Gagini no ataca al viril pueblo norteamericano, a quien respeta por su dedicación al trabajo y su constante afán de progreso; Gagini fustiga duramente a los gobernantes y empresarios yanquis que, con diferentes pretextos y sin ocultar su desprecio por los nativos, desean convertir en prósperas colonias a cuantos países latinos puedan. El costarricense don Rafael Montalvo, por no querer ver la enfermedad de su querido árbol, muere aplastado por el higuerón; el imperialismo yanqui, llevado de un agresivo espíritu de conquista, se precipita en una profunda derrota. He aquí dos claras advertencias.

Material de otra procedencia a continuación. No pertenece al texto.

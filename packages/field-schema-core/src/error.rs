//! Schema compilation error types.

use thiserror::Error;

/// Schema compilation errors.
///
/// Every variant describes a contradiction in the field tree itself. None of
/// them are retryable; a failed pass produces no schema artifacts.
#[derive(Error, Debug, Clone, PartialEq, Eq)]
pub enum SchemaError {
    /// Unique constraint requested on a field stored as an ordered child table
    #[error("Field '{field_path}' in table '{table}': unique is not supported for multi-valued {kind} fields")]
    UniqueOnMultiValued {
        table: String,
        field_path: String,
        kind: &'static str,
    },

    /// Block slug reused with a structure that differs from the first occurrence
    #[error("Block '{slug}' does not match the existing shape of table '{table}' (differs at '{differs_at}')")]
    BlockShapeMismatch {
        slug: String,
        table: String,
        differs_at: String,
    },

    /// Relationship references a collection that was never registered
    #[error("Field '{field_path}' references unknown collection '{target}'")]
    UnknownRelationTarget { field_path: String, target: String },

    /// Default value does not fit the column type
    #[error("Field '{field_path}' has a default value incompatible with {expected}")]
    InvalidDefault {
        field_path: String,
        expected: &'static str,
    },

    /// Two distinct logical paths derived the same physical identifier
    #[error("{kind} name '{name}' derived from '{incoming}' collides with '{existing}'")]
    NameCollision {
        kind: &'static str,
        name: String,
        existing: String,
        incoming: String,
    },

    /// Two distinct field paths derived the same column within one table
    #[error("Column '{column}' in table '{table}' derived from '{incoming}' collides with '{existing}'")]
    ColumnCollision {
        table: String,
        column: String,
        existing: String,
        incoming: String,
    },

    /// Relation key recorded twice with different targets
    #[error("Relation '{field_path}' on table '{table}' already targets '{existing}', cannot retarget to '{incoming}'")]
    RelationConflict {
        table: String,
        field_path: String,
        existing: String,
        incoming: String,
    },

    /// Enum name claimed twice with different values
    #[error("Enum '{name}' already registered with different values")]
    EnumConflict { name: String },

    /// Identifier limit too small to hold a hash suffix
    #[error("Identifier limit {limit} is below the minimum of {minimum}")]
    IdentifierLimitTooSmall { limit: usize, minimum: usize },

    /// Localization configured without any locales
    #[error("Localization is enabled but no locales are configured")]
    EmptyLocales,
}
//! Physical table specification.
//!
//! Each table has:
//! - Ordered columns, named indexes and foreign keys
//! - Optional locale side-table holding localized columns
//! - Links to root-scoped tables it caused to exist (shared blocks, `_rels`)
//! - A canonical fingerprint computed once when the table is registered

use std::collections::{BTreeMap, BTreeSet};

use indexmap::IndexMap;
use serde::{Deserialize, Serialize};

use super::column::{Column, ColumnType, IdType};
use super::constraint::{ForeignKeySpec, IndexSpec};
use crate::relation::Relation;
use crate::session::EnumSpec;
use crate::walker::AggregateFlags;

/// Role of a table in the compiled schema.
#[derive(Debug, Clone, Copy, PartialEq, Eq, Serialize, Deserialize)]
#[serde(rename_all = "snake_case")]
pub enum TableKind {
    Collection,
    Global,
    Versions,
    Array,
    Block,
    /// Ordered value table of a multi-valued scalar, select or relationship
    MultiValue,
    Locales,
    Relationships,
}

/// Physical table.
#[derive(Debug, Clone, PartialEq, Serialize, Deserialize)]
pub struct TableSpec {
    /// Table name
    pub name: String,
    /// Logical path that claimed the name
    pub source: String,
    pub kind: TableKind,
    /// Table this one hangs off through its parent key
    pub parent: Option<String>,
    /// Type of this table's `id` column
    pub id_type: IdType,
    /// Columns in declaration order
    pub columns: IndexMap<String, Column>,
    pub indexes: IndexMap<String, IndexSpec>,
    pub foreign_keys: IndexMap<String, ForeignKeySpec>,
    /// Name of the locale side-table
    pub locale_sibling: Option<String>,
    /// Root-scoped structures referenced from this table's subtree
    pub root_links: BTreeSet<String>,
    /// Flags of the subtree walked into this table
    pub flags: AggregateFlags,
    /// Canonical order-independent description of the table's shape
    pub fingerprint: String,
}

impl TableSpec {
    /// Returns a column by name.
    pub fn column(&self, name: &str) -> Option<&Column> {
        self.columns.get(name)
    }

    /// Returns true if the table has a column with this name.
    pub fn has_column(&self, name: &str) -> bool {
        self.columns.contains_key(name)
    }

    /// Column names in declaration order.
    pub fn column_names(&self) -> Vec<&str> {
        self.columns.keys().map(String::as_str).collect()
    }

    /// CRC-32 of the fingerprint, for logs and summaries.
    pub fn digest(&self) -> u32 {
        crc32fast::hash(self.fingerprint.as_bytes())
    }

    /// Computes the canonical fingerprint.
    ///
    /// Lines are sorted so declaration order does not matter. Enum columns
    /// include their values so option drift changes the fingerprint.
    pub(crate) fn compute_fingerprint<'a>(
        &self,
        relations: impl Iterator<Item = &'a Relation>,
        enums: &BTreeMap<String, EnumSpec>,
    ) -> String {
        let mut lines: Vec<String> = Vec::new();
        for column in self.columns.values() {
            let mut line = format!("col {}", column.canonical());
            if let ColumnType::Enum { name } = &column.column_type {
                if let Some(spec) = enums.get(name) {
                    line.push_str(&format!(" [{}]", spec.values.join(",")));
                }
            }
            lines.push(line);
        }
        lines.extend(self.indexes.values().map(|i| format!("idx {}", i.canonical())));
        lines.extend(
            self.foreign_keys
                .values()
                .map(|fk| format!("fk {}", fk.canonical())),
        );
        if let Some(locales) = &self.locale_sibling {
            lines.push(format!("locales {}", locales));
        }
        lines.extend(relations.map(|r| format!("rel {}", r.canonical())));
        lines.extend(self.root_links.iter().map(|l| format!("link {}", l)));
        lines.sort();
        lines.join("\n")
    }
}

Y Roberto, el tico victorioso, y Fanny, la hija del Secretario de Marina de Estados Unidos, se casan. He aquí una esperanza de digna convivencia entre naciones grandes y pequeñas. Unión armoniosa de dos razas distintas, que augura el acuerdo final de todos los pueblos del mundo por obra del amor, no de la fuerza.
Carlos Luis Altamirano
(1) Es interesante comparar este pensamiento con el que expone, en «Pueblo enfermo», Alcides Arguedas: «Quien sobresale, aunque sea una línea, sobre un conjunto así moldeado, en vez de simpatía, despierta agresiva irritabilidad.»